[Stored data]
* * * *
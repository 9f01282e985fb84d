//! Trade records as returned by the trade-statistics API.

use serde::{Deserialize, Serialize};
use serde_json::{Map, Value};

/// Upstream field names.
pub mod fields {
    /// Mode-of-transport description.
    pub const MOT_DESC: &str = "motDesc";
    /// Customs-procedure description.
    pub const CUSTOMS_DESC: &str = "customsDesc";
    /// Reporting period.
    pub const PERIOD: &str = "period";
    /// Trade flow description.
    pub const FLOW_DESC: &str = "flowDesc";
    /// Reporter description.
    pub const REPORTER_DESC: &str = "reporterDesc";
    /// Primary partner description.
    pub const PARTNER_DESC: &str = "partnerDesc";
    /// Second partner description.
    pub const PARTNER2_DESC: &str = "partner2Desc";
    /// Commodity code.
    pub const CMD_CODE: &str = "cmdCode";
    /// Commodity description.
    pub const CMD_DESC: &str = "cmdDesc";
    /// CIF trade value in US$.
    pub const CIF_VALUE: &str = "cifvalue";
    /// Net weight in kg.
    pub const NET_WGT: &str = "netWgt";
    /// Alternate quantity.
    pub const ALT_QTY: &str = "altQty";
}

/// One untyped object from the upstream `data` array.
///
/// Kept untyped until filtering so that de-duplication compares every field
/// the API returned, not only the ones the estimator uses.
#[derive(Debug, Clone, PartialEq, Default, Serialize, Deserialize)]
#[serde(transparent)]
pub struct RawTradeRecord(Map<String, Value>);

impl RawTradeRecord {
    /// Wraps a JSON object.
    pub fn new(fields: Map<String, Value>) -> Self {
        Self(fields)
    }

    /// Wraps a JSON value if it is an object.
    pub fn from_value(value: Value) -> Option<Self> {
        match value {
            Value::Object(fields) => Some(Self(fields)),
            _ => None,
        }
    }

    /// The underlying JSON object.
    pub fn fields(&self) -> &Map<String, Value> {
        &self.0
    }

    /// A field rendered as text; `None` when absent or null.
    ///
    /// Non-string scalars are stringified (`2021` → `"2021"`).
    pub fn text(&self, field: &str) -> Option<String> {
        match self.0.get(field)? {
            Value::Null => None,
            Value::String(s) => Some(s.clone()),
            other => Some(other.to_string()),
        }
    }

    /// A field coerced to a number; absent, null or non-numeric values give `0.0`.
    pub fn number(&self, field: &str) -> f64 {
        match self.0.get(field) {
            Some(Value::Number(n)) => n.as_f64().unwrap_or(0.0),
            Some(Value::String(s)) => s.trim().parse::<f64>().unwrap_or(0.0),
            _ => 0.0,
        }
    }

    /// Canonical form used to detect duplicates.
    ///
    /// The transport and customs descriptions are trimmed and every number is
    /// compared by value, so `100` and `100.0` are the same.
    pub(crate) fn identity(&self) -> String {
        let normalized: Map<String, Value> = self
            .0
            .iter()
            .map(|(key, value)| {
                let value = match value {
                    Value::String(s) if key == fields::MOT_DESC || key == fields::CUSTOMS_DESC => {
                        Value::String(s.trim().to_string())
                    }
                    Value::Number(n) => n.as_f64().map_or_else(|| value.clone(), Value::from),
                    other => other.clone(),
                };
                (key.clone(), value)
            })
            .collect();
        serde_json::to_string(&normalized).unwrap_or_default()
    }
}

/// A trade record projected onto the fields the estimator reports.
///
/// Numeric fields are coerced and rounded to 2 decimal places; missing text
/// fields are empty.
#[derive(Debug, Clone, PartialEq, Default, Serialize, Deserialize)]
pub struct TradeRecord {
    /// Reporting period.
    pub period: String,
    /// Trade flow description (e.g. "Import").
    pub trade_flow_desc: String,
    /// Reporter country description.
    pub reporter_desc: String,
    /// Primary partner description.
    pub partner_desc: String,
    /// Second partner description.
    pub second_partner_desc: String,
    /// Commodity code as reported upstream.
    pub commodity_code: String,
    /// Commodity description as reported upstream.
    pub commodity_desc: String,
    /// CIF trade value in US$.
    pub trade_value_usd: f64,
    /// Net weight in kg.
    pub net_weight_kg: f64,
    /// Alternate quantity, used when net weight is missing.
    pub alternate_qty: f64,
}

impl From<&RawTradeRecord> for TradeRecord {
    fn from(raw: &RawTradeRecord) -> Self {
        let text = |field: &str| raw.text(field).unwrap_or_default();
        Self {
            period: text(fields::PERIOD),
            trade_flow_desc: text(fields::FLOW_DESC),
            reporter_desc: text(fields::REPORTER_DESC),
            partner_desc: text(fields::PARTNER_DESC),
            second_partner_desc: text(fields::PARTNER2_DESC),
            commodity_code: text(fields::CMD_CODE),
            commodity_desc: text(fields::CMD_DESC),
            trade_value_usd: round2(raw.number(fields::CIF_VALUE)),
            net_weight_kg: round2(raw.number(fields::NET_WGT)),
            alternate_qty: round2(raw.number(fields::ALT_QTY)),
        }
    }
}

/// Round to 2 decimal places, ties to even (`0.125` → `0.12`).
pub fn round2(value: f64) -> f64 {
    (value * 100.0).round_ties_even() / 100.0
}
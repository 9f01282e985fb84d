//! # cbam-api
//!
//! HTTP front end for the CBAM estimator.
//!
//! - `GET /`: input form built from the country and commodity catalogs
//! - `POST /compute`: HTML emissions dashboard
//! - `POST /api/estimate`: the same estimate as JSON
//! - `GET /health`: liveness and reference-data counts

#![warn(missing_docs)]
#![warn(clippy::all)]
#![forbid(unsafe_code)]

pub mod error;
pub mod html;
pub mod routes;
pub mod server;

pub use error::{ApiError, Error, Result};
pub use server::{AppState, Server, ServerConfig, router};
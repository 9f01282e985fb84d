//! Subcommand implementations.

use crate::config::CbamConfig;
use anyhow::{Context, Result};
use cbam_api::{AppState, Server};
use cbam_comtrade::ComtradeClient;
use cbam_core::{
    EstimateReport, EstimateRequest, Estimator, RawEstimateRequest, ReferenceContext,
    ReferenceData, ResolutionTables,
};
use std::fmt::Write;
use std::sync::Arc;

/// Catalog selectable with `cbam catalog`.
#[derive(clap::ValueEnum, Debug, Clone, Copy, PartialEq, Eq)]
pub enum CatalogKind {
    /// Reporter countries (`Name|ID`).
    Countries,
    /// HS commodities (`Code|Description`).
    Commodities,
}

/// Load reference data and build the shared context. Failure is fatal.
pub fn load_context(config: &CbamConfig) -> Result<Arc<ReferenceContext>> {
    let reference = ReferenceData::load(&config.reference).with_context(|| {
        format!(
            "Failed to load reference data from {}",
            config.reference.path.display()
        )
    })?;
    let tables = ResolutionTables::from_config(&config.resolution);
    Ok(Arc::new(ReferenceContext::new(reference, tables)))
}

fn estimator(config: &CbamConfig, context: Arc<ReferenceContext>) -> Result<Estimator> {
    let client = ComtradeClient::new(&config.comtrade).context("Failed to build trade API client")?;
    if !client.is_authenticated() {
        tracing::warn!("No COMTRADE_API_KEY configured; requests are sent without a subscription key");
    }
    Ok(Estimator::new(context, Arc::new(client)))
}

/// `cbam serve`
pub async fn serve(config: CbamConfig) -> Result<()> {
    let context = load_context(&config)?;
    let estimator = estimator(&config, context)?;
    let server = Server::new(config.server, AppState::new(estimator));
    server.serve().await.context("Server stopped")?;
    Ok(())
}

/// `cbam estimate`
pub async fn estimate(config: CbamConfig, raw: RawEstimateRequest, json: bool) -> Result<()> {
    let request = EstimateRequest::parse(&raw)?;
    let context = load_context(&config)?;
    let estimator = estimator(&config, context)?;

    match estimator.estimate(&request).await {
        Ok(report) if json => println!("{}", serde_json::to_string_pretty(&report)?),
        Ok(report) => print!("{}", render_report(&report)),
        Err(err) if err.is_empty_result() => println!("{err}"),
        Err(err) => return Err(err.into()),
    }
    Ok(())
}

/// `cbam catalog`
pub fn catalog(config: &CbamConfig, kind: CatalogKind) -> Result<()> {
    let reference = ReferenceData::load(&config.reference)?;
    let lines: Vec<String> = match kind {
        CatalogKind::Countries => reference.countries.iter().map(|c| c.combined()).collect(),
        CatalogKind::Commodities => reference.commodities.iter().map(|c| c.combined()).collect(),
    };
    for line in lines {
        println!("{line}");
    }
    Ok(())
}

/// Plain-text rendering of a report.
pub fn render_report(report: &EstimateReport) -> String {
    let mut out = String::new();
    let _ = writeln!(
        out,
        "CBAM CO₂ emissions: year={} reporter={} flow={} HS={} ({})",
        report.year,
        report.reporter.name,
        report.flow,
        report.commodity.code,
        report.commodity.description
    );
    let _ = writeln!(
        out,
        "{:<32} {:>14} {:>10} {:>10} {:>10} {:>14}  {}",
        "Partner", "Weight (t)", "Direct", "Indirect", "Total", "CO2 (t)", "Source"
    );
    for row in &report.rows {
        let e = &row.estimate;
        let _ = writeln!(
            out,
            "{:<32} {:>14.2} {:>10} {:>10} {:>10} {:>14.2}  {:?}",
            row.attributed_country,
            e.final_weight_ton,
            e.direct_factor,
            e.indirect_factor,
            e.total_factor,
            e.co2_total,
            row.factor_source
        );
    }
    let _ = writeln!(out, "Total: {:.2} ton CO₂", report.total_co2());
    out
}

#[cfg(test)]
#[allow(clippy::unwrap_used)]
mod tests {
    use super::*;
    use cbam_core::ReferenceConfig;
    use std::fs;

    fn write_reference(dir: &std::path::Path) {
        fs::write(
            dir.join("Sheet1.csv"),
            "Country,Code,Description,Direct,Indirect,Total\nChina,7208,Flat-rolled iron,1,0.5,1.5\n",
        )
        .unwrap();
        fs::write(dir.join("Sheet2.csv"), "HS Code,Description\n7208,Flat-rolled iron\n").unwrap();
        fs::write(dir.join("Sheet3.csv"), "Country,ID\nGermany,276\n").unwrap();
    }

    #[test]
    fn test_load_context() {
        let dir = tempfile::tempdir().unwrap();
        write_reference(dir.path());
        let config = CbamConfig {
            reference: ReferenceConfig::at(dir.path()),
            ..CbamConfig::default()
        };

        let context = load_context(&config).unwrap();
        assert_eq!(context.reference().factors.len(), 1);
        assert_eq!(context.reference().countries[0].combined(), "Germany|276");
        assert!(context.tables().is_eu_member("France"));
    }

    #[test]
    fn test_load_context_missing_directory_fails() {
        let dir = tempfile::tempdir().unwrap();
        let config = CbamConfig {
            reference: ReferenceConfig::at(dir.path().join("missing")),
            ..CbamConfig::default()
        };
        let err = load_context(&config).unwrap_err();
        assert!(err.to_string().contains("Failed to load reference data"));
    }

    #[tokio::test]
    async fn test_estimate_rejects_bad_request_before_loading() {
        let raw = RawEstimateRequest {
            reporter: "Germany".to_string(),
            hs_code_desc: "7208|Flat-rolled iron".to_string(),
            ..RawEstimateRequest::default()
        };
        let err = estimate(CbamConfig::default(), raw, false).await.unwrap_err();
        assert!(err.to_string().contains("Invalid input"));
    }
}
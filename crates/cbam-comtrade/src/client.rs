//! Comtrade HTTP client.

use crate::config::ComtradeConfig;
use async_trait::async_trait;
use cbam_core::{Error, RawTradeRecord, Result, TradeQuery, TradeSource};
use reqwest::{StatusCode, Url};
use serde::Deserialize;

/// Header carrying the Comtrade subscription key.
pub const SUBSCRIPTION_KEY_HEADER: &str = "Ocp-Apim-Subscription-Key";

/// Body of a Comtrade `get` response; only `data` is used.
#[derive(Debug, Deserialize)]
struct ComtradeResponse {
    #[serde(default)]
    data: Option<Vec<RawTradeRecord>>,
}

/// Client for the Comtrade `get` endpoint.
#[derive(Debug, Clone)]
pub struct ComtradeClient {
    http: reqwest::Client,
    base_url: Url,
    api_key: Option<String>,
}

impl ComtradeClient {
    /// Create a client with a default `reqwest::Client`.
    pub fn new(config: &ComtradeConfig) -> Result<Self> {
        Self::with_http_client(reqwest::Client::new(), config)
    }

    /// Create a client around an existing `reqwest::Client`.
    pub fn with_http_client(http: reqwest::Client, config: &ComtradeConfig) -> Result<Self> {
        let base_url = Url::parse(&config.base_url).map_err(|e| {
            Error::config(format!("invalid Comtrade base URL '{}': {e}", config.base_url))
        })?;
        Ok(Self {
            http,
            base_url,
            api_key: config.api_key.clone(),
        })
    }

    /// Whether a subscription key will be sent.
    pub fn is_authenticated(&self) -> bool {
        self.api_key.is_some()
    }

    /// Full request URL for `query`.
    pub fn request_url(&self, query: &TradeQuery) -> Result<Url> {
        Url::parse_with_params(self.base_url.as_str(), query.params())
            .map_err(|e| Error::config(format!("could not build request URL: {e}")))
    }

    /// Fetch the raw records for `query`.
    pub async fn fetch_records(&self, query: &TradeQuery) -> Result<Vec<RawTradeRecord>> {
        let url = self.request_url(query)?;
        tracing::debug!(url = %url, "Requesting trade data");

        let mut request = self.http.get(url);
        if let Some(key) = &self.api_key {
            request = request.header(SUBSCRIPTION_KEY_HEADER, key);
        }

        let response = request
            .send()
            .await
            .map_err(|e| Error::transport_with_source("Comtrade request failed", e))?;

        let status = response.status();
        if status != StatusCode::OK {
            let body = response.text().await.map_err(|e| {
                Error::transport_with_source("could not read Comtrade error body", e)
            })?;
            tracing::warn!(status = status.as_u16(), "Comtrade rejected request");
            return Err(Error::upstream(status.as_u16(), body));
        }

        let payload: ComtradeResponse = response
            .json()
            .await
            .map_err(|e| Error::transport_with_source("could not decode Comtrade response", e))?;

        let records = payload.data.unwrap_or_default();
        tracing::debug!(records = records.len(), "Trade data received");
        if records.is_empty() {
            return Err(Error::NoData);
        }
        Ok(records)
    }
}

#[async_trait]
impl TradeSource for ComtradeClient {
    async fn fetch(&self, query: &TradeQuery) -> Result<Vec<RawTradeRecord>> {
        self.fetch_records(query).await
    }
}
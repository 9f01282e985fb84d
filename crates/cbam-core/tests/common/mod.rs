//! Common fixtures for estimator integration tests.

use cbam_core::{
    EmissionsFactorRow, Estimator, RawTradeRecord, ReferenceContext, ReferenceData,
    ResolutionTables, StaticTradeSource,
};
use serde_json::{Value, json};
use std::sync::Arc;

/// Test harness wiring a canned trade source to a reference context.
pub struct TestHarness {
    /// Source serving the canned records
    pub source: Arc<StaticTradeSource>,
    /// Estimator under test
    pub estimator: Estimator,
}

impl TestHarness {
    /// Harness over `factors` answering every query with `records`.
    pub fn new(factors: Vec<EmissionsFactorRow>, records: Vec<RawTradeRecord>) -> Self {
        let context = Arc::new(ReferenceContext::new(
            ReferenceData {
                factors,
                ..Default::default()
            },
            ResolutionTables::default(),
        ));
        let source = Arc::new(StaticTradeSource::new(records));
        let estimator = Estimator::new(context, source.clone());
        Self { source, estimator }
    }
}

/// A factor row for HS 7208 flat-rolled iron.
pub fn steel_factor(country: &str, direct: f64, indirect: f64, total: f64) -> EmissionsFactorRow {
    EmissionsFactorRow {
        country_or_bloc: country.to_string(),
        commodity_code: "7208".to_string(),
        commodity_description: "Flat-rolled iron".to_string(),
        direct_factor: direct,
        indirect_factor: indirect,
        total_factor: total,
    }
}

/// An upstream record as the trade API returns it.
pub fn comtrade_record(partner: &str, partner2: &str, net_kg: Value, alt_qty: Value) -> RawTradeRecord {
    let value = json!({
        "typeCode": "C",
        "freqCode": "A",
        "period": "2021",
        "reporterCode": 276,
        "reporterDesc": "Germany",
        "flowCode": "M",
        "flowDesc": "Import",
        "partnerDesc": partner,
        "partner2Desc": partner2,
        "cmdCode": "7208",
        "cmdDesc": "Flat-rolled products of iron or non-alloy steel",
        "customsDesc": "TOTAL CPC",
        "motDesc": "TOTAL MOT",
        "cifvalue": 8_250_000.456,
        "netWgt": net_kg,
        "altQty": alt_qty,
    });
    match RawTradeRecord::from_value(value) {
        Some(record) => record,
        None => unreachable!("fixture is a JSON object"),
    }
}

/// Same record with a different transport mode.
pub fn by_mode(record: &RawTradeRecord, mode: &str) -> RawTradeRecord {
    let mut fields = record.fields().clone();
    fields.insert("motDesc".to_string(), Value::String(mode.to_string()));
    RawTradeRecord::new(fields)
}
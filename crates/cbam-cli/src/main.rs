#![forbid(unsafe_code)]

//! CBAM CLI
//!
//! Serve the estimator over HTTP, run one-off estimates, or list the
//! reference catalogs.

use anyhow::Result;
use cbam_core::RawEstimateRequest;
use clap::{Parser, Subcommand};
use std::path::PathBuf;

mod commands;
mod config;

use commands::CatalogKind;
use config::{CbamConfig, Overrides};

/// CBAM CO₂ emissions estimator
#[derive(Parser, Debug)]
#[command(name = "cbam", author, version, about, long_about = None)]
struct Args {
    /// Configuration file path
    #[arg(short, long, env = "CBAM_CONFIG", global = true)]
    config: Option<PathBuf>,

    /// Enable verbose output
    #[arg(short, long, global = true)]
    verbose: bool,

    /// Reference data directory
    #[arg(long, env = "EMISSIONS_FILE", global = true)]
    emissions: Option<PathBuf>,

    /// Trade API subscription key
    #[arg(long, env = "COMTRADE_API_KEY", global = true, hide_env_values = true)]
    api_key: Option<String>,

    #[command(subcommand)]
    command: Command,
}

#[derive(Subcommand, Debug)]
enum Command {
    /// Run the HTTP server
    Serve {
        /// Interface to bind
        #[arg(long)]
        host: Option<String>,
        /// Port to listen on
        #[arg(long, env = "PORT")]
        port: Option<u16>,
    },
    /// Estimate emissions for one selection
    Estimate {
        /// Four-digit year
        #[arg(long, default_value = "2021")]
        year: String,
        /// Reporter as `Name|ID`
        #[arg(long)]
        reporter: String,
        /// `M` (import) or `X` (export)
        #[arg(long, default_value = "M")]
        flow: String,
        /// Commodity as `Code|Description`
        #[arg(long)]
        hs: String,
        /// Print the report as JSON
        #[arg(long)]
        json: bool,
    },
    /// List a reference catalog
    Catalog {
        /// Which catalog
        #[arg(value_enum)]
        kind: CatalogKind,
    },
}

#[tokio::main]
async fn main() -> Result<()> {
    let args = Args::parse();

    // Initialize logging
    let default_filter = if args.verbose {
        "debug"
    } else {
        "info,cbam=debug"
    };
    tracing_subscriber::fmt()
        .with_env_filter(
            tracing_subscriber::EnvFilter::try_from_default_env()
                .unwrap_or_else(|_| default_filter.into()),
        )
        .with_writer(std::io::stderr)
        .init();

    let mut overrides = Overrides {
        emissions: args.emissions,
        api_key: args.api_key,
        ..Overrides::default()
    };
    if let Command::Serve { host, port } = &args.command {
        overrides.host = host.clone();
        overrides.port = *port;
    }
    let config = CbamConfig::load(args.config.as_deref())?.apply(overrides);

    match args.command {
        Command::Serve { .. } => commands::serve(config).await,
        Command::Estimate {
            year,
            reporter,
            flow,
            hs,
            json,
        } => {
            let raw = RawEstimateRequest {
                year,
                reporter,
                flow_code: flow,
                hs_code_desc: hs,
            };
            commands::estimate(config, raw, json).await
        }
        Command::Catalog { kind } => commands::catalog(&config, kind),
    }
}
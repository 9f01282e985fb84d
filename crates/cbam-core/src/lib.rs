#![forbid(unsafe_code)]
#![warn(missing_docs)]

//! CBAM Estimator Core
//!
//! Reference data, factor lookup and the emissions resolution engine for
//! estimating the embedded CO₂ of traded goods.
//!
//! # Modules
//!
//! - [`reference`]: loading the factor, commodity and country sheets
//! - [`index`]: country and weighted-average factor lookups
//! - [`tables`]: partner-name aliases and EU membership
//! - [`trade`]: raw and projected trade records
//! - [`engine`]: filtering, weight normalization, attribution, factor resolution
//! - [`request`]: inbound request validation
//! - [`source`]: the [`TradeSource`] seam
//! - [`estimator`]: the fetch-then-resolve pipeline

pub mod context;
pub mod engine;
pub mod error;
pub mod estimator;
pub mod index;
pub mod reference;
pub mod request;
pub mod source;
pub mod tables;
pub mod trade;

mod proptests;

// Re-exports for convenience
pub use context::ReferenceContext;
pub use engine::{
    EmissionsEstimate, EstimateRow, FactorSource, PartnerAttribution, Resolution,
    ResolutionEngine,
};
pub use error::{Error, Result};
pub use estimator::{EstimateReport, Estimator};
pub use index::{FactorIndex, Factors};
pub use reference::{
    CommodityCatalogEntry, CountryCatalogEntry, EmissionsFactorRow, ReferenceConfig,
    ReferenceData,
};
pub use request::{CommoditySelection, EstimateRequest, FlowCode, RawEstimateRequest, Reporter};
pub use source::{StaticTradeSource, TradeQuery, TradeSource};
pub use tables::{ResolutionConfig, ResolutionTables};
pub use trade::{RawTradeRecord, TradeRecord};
* * * *
[WHAT IS EXPECTED] Exact duplication is required for the lines above, from the line that contains "Non-string scalars are" to the line that contains "A field coerced", inclusive; omit all others.

[RESULT BELOW]
    /// Non-string scalars are stringified (`2021` → `"2021"`).
    pub fn text(&self, field: &str) -> Option<String> {
        match self.0.get(field)? {
            Value::Null => None,
            Value::String(s) => Some(s.clone()),
            other => Some(other.to_string()),
        }
    }

    /// A field coerced to a number; absent, null or non-numeric values give `0.0`.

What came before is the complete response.